## The input

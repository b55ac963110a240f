//! Two dimensional grid of objects.

use crate::core::object::{self, object_accessors};
use crate::core::{
    CopyContext, LoadContext, MemoryAccumulator, Object, ObjectPtr, ObjectType, SaveContext,
    TypeDescription, TypeId, OBJECT,
};
use crate::hash::MurmurHash;
use crate::util::{Error, Result};

use super::vector::{copy_slots, hash_slots, load_slots, save_slots, slots_equal, slots_memory};

pub static OBJECT_MATRIX: TypeDescription =
    TypeDescription::new(TypeId::OBJECT_MATRIX, "ObjectMatrix", Some(&OBJECT));

const IO_VERSION: u32 = 0;

/// Row-major `rows x cols` grid of optional objects.
#[derive(Debug, Default)]
pub struct ObjectMatrix {
    rows: usize,
    cols: usize,
    members: Vec<Option<ObjectPtr>>,
}

impl ObjectMatrix {
    pub fn new(rows: usize, cols: usize) -> Self {
        Self {
            rows,
            cols,
            members: vec![None; rows * cols],
        }
    }

    #[inline]
    pub fn rows(&self) -> usize {
        self.rows
    }

    #[inline]
    pub fn cols(&self) -> usize {
        self.cols
    }

    fn index(&self, row: usize, col: usize) -> Result<usize> {
        if row >= self.rows {
            return Err(Error::IndexOutOfRange {
                index: row,
                size: self.rows,
            });
        }
        if col >= self.cols {
            return Err(Error::IndexOutOfRange {
                index: col,
                size: self.cols,
            });
        }
        Ok(row * self.cols + col)
    }

    pub fn get(&self, row: usize, col: usize) -> Result<Option<&ObjectPtr>> {
        let i = self.index(row, col)?;
        Ok(self.members[i].as_ref())
    }

    pub fn set(&mut self, row: usize, col: usize, value: Option<ObjectPtr>) -> Result<()> {
        let i = self.index(row, col)?;
        self.members[i] = value;
        Ok(())
    }

    /// Change the shape, keeping every member whose position exists in both.
    pub fn resize(&mut self, rows: usize, cols: usize) {
        let mut members = vec![None; rows * cols];
        for r in 0..rows.min(self.rows) {
            for c in 0..cols.min(self.cols) {
                members[r * cols + c] = self.members[r * self.cols + c].take();
            }
        }
        self.rows = rows;
        self.cols = cols;
        self.members = members;
    }

    /// Row-major slots.
    pub fn members(&self) -> &[Option<ObjectPtr>] {
        &self.members
    }
}

impl Object for ObjectMatrix {
    object_accessors!(OBJECT_MATRIX);

    fn copy_from(&mut self, other: &dyn Object, ctx: &mut CopyContext) -> Result<()> {
        let other = object::expect_type::<Self>(&OBJECT_MATRIX, other)?;
        self.members = copy_slots(&other.members, ctx)?;
        self.rows = other.rows;
        self.cols = other.cols;
        Ok(())
    }

    fn is_equal_to(&self, other: &dyn Object) -> bool {
        object::is_equal_to(self, other)
            && other.downcast_ref::<Self>().is_some_and(|o| {
                self.rows == o.rows && self.cols == o.cols && slots_equal(&self.members, &o.members)
            })
    }

    fn hash(&self, h: &mut MurmurHash) {
        object::hash(self, h);
        h.append(&self.rows).append(&self.cols);
        hash_slots(&self.members, h);
    }

    fn memory_usage(&self, acc: &mut MemoryAccumulator) {
        object::memory_usage(acc);
        acc.accumulate(2 * std::mem::size_of::<usize>());
        slots_memory(&self.members, acc);
    }

    fn save(&self, ctx: &mut SaveContext<'_>) -> Result<()> {
        let container = ctx.container(OBJECT_MATRIX.name, IO_VERSION)?;
        container.write_value("rows", self.rows as u32)?;
        container.write_value("cols", self.cols as u32)?;
        save_slots(&self.members, ctx, &container)
    }

    fn load(&mut self, ctx: &mut LoadContext<'_>) -> Result<()> {
        let mut version = IO_VERSION;
        let container = ctx.container(OBJECT_MATRIX.name, &mut version)?;
        self.rows = container.read_u32("rows")? as usize;
        self.cols = container.read_u32("cols")? as usize;
        self.members = load_slots(self.rows * self.cols, ctx, &container)?;
        Ok(())
    }
}

impl ObjectType for ObjectMatrix {
    fn static_description() -> &'static TypeDescription {
        &OBJECT_MATRIX
    }
}

#[cfg(test)]
mod tests {
    use super::*;
    use crate::data::IntData;
    use crate::io::MemoryIndexedIo;

    fn int(v: i32) -> Option<ObjectPtr> {
        Some(ObjectPtr::new(IntData::new(v)))
    }

    fn value(m: &ObjectMatrix, r: usize, c: usize) -> Option<i32> {
        m.get(r, c)
            .unwrap()
            .map(|p| *p.downcast_ref::<IntData>().unwrap().value())
    }

    #[test]
    fn test_resize_preserves_positions() {
        let mut m = ObjectMatrix::new(2, 2);
        m.set(0, 0, int(1)).unwrap();
        m.set(0, 1, int(2)).unwrap();
        m.set(1, 0, int(3)).unwrap();
        m.set(1, 1, int(4)).unwrap();

        m.resize(3, 3);
        assert_eq!((m.rows(), m.cols()), (3, 3));
        assert_eq!(value(&m, 0, 0), Some(1));
        assert_eq!(value(&m, 0, 1), Some(2));
        assert_eq!(value(&m, 1, 0), Some(3));
        assert_eq!(value(&m, 1, 1), Some(4));
        for (r, c) in [(0, 2), (1, 2), (2, 0), (2, 1), (2, 2)] {
            assert_eq!(value(&m, r, c), None);
        }

        m.resize(1, 2);
        assert_eq!(value(&m, 0, 1), Some(2));
        assert!(m.get(1, 0).is_err());
    }

    #[test]
    fn test_out_of_range() {
        let m = ObjectMatrix::new(2, 3);
        assert!(matches!(m.get(2, 0), Err(Error::IndexOutOfRange { index: 2, size: 2 })));
        assert!(matches!(m.get(0, 3), Err(Error::IndexOutOfRange { index: 3, size: 3 })));
    }

    #[test]
    fn test_shape_in_hash_and_round_trip() {
        let a = ObjectPtr::new(ObjectMatrix::new(2, 3));
        let b = ObjectPtr::new(ObjectMatrix::new(3, 2));
        assert_ne!(a.hash(), b.hash());
        assert!(!a.is_equal_to(&b));

        let mut m = ObjectMatrix::new(2, 2);
        m.set(1, 0, int(5)).unwrap();
        let src = ObjectPtr::new(m);
        let io = MemoryIndexedIo::create();
        src.save(&io, "m").unwrap();
        assert!(ObjectPtr::load(&io, "m").unwrap().is_equal_to(&src));
    }
}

## Goal of the exercise
Look through the entries above and find each line where the word "core" occurs; copy those lines.

## Reply to the task
use crate::core::object::{self, object_accessors};
use crate::core::{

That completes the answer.